Probably the biggest advantage of GKE and EKS is in relation to running and maintaining the core services of Kubernetes. The master node is a managed service, and upgrades to the master (and worker nodes themselves if you want) are a single click or command away. We typically upgrade to the latest minor release of Kubernetes once it reaches 1.x.2 or 1.x.3. This means a minor upgrade about once every three months and then patch upgrades on one or two occasions after that, or when critical vulnerabilities are announced.

Depending on the kind of services running in the cluster we usually carry out node upgrades by provisioning a new node pool with the upgraded version, cordoning off the old nodes, then moving services between them manually. Although both GKE and EKS can do rolling upgrades of nodes automatically, even with well configured Pod Disruption Budgets there’s an element of risk in setting off an automated upgrade and watching it roll to completion. We’ve found we’re more comfortable moving workloads over in a more controlled and manual way — particularly as we can’t always guarantee that a team’s configurations are as resilient to node draining as they could be.

Manifests

We store all our stage and production manifests for all clusters in a single Git repository that we call Kuber. Having a single repo of manifests comes at the cost of keeping them separate from application source code, but it’s a trade-off that drastically simplifies the mechanics of how changes are rolled out. Having a single repo gives us a central hub around which we can build robust deployment pipelines and change control tooling for all our clusters.

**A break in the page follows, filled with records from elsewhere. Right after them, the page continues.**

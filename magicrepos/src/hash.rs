use std::fmt::{self, Debug, Display, Formatter};
use std::str::FromStr;

use sha2::{Digest as _, Sha256};

use crate::error::{Error, Result};

pub const DIGEST_SIZE: usize = 32;

/// The 32-byte SHA-256 identity of an object.
///
/// Rendered externally as 64 lowercase hex characters, split for storage
/// purposes into a 2-char prefix and a 62-char suffix (`objects/{prefix}/{suffix}`).
#[derive(Clone, Copy, PartialEq, Eq, Hash, PartialOrd, Ord)]
#[repr(transparent)]
pub struct Digest([u8; DIGEST_SIZE]);

impl Digest {
    /// the distinguished zero digest; never a valid stored object
    pub const ZERO: Self = Self([0; DIGEST_SIZE]);

    #[inline]
    pub fn new(bytes: [u8; DIGEST_SIZE]) -> Self {
        Self(bytes)
    }

    #[inline]
    pub fn as_bytes(&self) -> &[u8; DIGEST_SIZE] {
        &self.0
    }

    #[inline]
    pub fn is_zero(&self) -> bool {
        *self == Self::ZERO
    }

    pub fn to_hex(&self) -> String {
        hex::encode(self.0)
    }

    /// the 2-char storage prefix
    pub fn prefix(&self) -> String {
        self.to_hex()[..2].to_owned()
    }

    /// the 62-char storage suffix
    pub fn suffix(&self) -> String {
        self.to_hex()[2..].to_owned()
    }
}

/// hash the canonical bytes of an object (header + content already framed)
pub fn hash_bytes(bytes: impl AsRef<[u8]>) -> Digest {
    let mut hasher = Sha256::new();
    hasher.update(bytes);
    Digest(hasher.finalize().into())
}

impl FromStr for Digest {
    type Err = Error;

    fn from_str(s: &str) -> Result<Self> {
        let s = s.trim_end();
        if s.len() != DIGEST_SIZE * 2 || !s.bytes().all(|b| b.is_ascii_hexdigit()) {
            return Err(Error::MalformedRef(format!("invalid hex digest `{s}`")));
        }
        let mut bytes = [0u8; DIGEST_SIZE];
        hex::decode_to_slice(s, &mut bytes)
            .map_err(|e| Error::MalformedRef(format!("invalid hex digest `{s}`: {e}")))?;
        Ok(Self(bytes))
    }
}

impl Debug for Digest {
    fn fmt(&self, f: &mut Formatter<'_>) -> fmt::Result {
        write!(f, "{}", self)
    }
}

impl Display for Digest {
    fn fmt(&self, f: &mut Formatter<'_>) -> fmt::Result {
        write!(f, "{}", self.to_hex())
    }
}

#[cfg(test)]
mod tests {
    use super::*;

    #[test]
    fn digest_round_trips_through_hex() {
        let d = hash_bytes(b"blob 13\x00Hello, World!");
        let s = d.to_hex();
        assert_eq!(s.len(), 64);
        assert_eq!(Digest::from_str(&s).unwrap(), d);
    }

    #[test]
    fn digest_is_deterministic() {
        assert_eq!(hash_bytes(b"abc"), hash_bytes(b"abc"));
        assert_ne!(hash_bytes(b"abc"), hash_bytes(b"abd"));
    }

    #[test]
    fn prefix_suffix_split() {
        let d = hash_bytes(b"blob 13\x00Hello, World!");
        let hex = d.to_hex();
        assert_eq!(d.prefix().len(), 2);
        assert_eq!(d.suffix().len(), 62);
        assert_eq!(format!("{}{}", d.prefix(), d.suffix()), hex);
    }

    #[test]
    fn rejects_bad_hex() {
        assert!(Digest::from_str("not-hex").is_err());
        assert!(Digest::from_str("abcd").is_err());
    }
}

Some application repos publish Helm charts alongside container images as part of their CI builds. In these cases the Kuber repo only contains a reference to the required helm chart and the environment specific values.

Deploying

Our deployments run as per-service jobs on Concourse CI. Changes to configurations are committed to Git, either manually via a PR, or by automated systems. We have an in-house artifact metadata and deployment service called Slipstream, which makes its own commits into the Git repo for things like updating container image digests. Concourse picks up these changes, authenticates to the appropriate cluster, and pushes all the configs for the changed service.

Each service defines a service configuration file (kuber.yaml) that contains a bunch of metadata about the service: it’s name, description, the team that owns it, links to metrics, logs, runbooks, and a description of the commands required to deploy it. These commands are basically a dumb wrapper around kubectl. It has served us surprisingly well, and allows teams to do relatively custom things as part of deployment pipelines.

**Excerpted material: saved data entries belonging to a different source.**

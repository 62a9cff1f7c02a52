use crate::error::{Error, Result};
use crate::refs::HeadRef;
use crate::repo::Repository;

/// Branch management (checkout lives in [`crate::checkout`]).
impl Repository {
    /// Creates `refs/heads/{name}` pointing at the commit `HEAD` currently
    /// resolves to. Fails if `HEAD` is unborn (no commit yet) or the branch
    /// already exists.
    pub fn create_branch(&self, name: &str) -> Result<()> {
        let head_id = self
            .refs()
            .resolve_head()?
            .ok_or_else(|| Error::InvalidOperation("cannot branch from an unborn HEAD".into()))?;
        self.refs().create_branch(name, head_id)
    }

    /// Deletes `refs/heads/{name}`. Fails if the branch is currently checked
    /// out or does not exist.
    pub fn delete_branch(&self, name: &str) -> Result<()> {
        if self.refs().current_branch_name()?.as_deref() == Some(name) {
            return Err(Error::InvalidOperation(format!("cannot delete checked-out branch `{name}`")));
        }
        self.refs().delete_branch(name)
    }

    pub fn list_branches(&self) -> Result<Vec<String>> {
        self.refs().list_branches()
    }

    pub fn current_branch_name(&self) -> Result<Option<String>> {
        self.refs().current_branch_name()
    }

    pub(crate) fn is_detached(&self) -> Result<bool> {
        Ok(matches!(self.refs().read_head()?, HeadRef::Detached(_)))
    }
}

#[cfg(test)]
mod tests {
    use super::*;
    use crate::config::NullConfig;
    use crate::ignore::NullIgnore;
    use crate::repo::CONTROL_DIR_NAME;
    use std::fs;

    fn init_with_commit() -> (tempfile::TempDir, Repository) {
        let dir = tempfile::tempdir().unwrap();
        let repo = Repository::init(dir.path()).unwrap();
        fs::write(dir.path().join("a.txt"), "x").unwrap();
        repo.stage_all(&NullIgnore::new(CONTROL_DIR_NAME)).unwrap();
        repo.commit("c1", &NullConfig).unwrap();
        (dir, repo)
    }

    #[test]
    fn create_branch_from_unborn_head_fails() {
        let dir = tempfile::tempdir().unwrap();
        let repo = Repository::init(dir.path()).unwrap();
        assert!(matches!(repo.create_branch("feature"), Err(Error::InvalidOperation(_))));
    }

    #[test]
    fn create_and_list_branches() {
        let (_dir, repo) = init_with_commit();
        repo.create_branch("feature").unwrap();
        assert_eq!(repo.list_branches().unwrap(), vec!["feature".to_string(), "main".to_string()]);
    }

    #[test]
    fn create_branch_twice_fails() {
        let (_dir, repo) = init_with_commit();
        repo.create_branch("feature").unwrap();
        assert!(matches!(repo.create_branch("feature"), Err(Error::AlreadyExists(_))));
    }

    #[test]
    fn delete_checked_out_branch_fails() {
        let (_dir, repo) = init_with_commit();
        assert!(matches!(repo.delete_branch("main"), Err(Error::InvalidOperation(_))));
    }

    #[test]
    fn delete_nonexistent_branch_fails() {
        let (_dir, repo) = init_with_commit();
        assert!(matches!(repo.delete_branch("ghost"), Err(Error::NotFound(_))));
    }

    #[test]
    fn delete_other_branch_succeeds() {
        let (_dir, repo) = init_with_commit();
        repo.create_branch("feature").unwrap();
        repo.delete_branch("feature").unwrap();
        assert_eq!(repo.list_branches().unwrap(), vec!["main".to_string()]);
    }
}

We also support rollout of Helm templates through this configuration file (we don’t use Helm itself in production — only it’s chart/templating elements), as well as other supporting mechanisms such as creation of imagePullSecrets, and restarting pods when config/secrets have changed.

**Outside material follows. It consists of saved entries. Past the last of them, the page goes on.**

//! Scenario 6: two repositories connected by an in-memory duplex.

use std::fs;
use std::path::Path;

use magicrepos::auth::AllowAll;
use magicrepos::config::NullConfig;
use magicrepos::repo::Repository;
use magicrepos_protocol::{pull, push, serve, BareRepo};

fn count_loose_objects(objects_dir: &Path) -> usize {
    let mut count = 0;
    if !objects_dir.is_dir() {
        return 0;
    }
    for prefix in fs::read_dir(objects_dir).unwrap() {
        let prefix = prefix.unwrap().path();
        if prefix.is_dir() {
            count += fs::read_dir(&prefix).unwrap().count();
        }
    }
    count
}

#[tokio::test]
async fn push_then_pull_round_trip() {
    let client_dir = tempfile::tempdir().unwrap();
    let base_dir = tempfile::tempdir().unwrap();

    let repo = Repository::init(client_dir.path()).unwrap();
    fs::write(client_dir.path().join("a.txt"), "hello").unwrap();
    repo.stage("a.txt").unwrap();
    let commit_id = repo.commit("c1", &NullConfig).unwrap();

    // --- push A -> server ---
    let (mut client_side, mut server_side) = tokio::io::duplex(16 * 1024);
    let base_dir_path = base_dir.path().to_path_buf();
    let server = tokio::spawn(async move {
        serve(&mut server_side, &base_dir_path, "ada", &AllowAll).await
    });
    push(&mut client_side, &repo, "ada", "engine").await.unwrap();
    server.await.unwrap().unwrap();

    let bare = BareRepo::open(base_dir.path(), "ada", "engine").unwrap();
    assert_eq!(bare.refs().resolve_branch("main").unwrap(), Some(commit_id));

    // exactly the closure of C: one blob, one tree, one commit.
    assert_eq!(count_loose_objects(bare.store().objects_dir()), 3);

    // --- pull server -> B ---
    let pull_client_dir = tempfile::tempdir().unwrap();
    let pull_repo = Repository::init(pull_client_dir.path()).unwrap();

    let (mut client_side2, mut server_side2) = tokio::io::duplex(16 * 1024);
    let base_dir_path2 = base_dir.path().to_path_buf();
    let server2 = tokio::spawn(async move {
        serve(&mut server_side2, &base_dir_path2, "ada", &AllowAll).await
    });
    let advertised = pull(&mut client_side2, &pull_repo, "ada", "engine", "origin").await.unwrap();
    server2.await.unwrap().unwrap();

    assert!(advertised.iter().any(|(name, id)| name == "refs/heads/main" && *id == commit_id));
    assert_eq!(
        pull_repo.refs().read_ref("refs/remotes/origin/main").unwrap(),
        Some(commit_id)
    );
    assert!(pull_repo.store().exists(commit_id));

    // --- pulling again is a no-op: Ok, no new objects ---
    let (mut client_side3, mut server_side3) = tokio::io::duplex(16 * 1024);
    let base_dir_path3 = base_dir.path().to_path_buf();
    let server3 = tokio::spawn(async move {
        serve(&mut server_side3, &base_dir_path3, "ada", &AllowAll).await
    });
    let objects_before = count_loose_objects(&pull_client_dir.path().join(".magicrepos/objects"));
    pull(&mut client_side3, &pull_repo, "ada", "engine", "origin").await.unwrap();
    server3.await.unwrap().unwrap();
    let objects_after = count_loose_objects(&pull_client_dir.path().join(".magicrepos/objects"));
    assert_eq!(objects_before, objects_after);
}

#[tokio::test]
async fn pull_from_empty_repository_yields_no_refs() {
    let base_dir = tempfile::tempdir().unwrap();
    BareRepo::create(base_dir.path(), "ada", "empty").unwrap();

    let client_dir = tempfile::tempdir().unwrap();
    let repo = Repository::init(client_dir.path()).unwrap();

    let (mut client_side, mut server_side) = tokio::io::duplex(4096);
    let base_dir_path = base_dir.path().to_path_buf();
    let server = tokio::spawn(async move { serve(&mut server_side, &base_dir_path, "ada", &AllowAll).await });

    let advertised = pull(&mut client_side, &repo, "ada", "empty", "origin").await.unwrap();
    server.await.unwrap().unwrap();
    assert!(advertised.is_empty());
}

#[tokio::test]
async fn push_is_rejected_for_an_unauthorized_user() {
    use magicrepos::auth::SingleOwnerAuth;

    let client_dir = tempfile::tempdir().unwrap();
    let base_dir = tempfile::tempdir().unwrap();

    let repo = Repository::init(client_dir.path()).unwrap();
    fs::write(client_dir.path().join("a.txt"), "hello").unwrap();
    repo.stage("a.txt").unwrap();
    repo.commit("c1", &NullConfig).unwrap();

    let (mut client_side, mut server_side) = tokio::io::duplex(16 * 1024);
    let base_dir_path = base_dir.path().to_path_buf();
    let server = tokio::spawn(async move {
        serve(&mut server_side, &base_dir_path, "mallory", &SingleOwnerAuth).await
    });

    let result = push(&mut client_side, &repo, "ada", "engine").await;
    assert!(result.is_err());
    assert!(server.await.unwrap().is_err());
    assert!(!BareRepo::exists(base_dir.path(), "ada", "engine"));
}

The manifests for all of the standard cluster-level services we run are managed with Kustomize. The base configs for these do in fact live in a separate repository, which allows us to version them independently and then roll out upgrades to individual clusters through Kuber as necessary. Since Kustomize is now part of kubectl, no special tooling or additional steps need to be taken in deploy pipelines. A simple kubectl apply -k has us covered.

Namespaces

All our user-facing applications run in the default namespace, and we haven’t got to the point where we’re scaling clusters for true multi-tenancy. At this point we’re more likely to spin up another cluster to provide that kind of isolation.

We do however run most of the standard cluster-level services in separate namespaces, prefixed with system-, mostly just to keep them out of developer’s way and to make it straight-forward to rip out a set of services if we need, with kubectl delete ns.

Monitoring

We provision a standard Prometheus stack into every cluster. This includes Prometheus, Alertmanager, kube-state-metrics, node-exporter, all via Core OS’s Prometheus Operator. The Prometheus Operator has been incredibly valuable compared to our early attempts to run all these independently via Helm charts. We’ve had to do very little configuration of any of these components to make them reliable and appropriately scaled. We run two Prometheus instances for high availability, and expose the metrics to our centralised Grafana installations hosted on-premises in our data centre.

Logging

As with metrics, we consider it a requirement to have monitoring/logging and observability data available to view and query from a single central place. It doesn’t really work if during an incident engineers are trying to remember which tool they need to access metrics or logs for a particular service, or if they can’t easily line up metrics from different services alongside each other.

Until recently on GKE we were using the legacy logging add-on with fluentd shipping logs to Google Stackdriver. We have log sinks for a subset of these which export them via PubSub into the Elastic Stack (ELK) services in our data centre.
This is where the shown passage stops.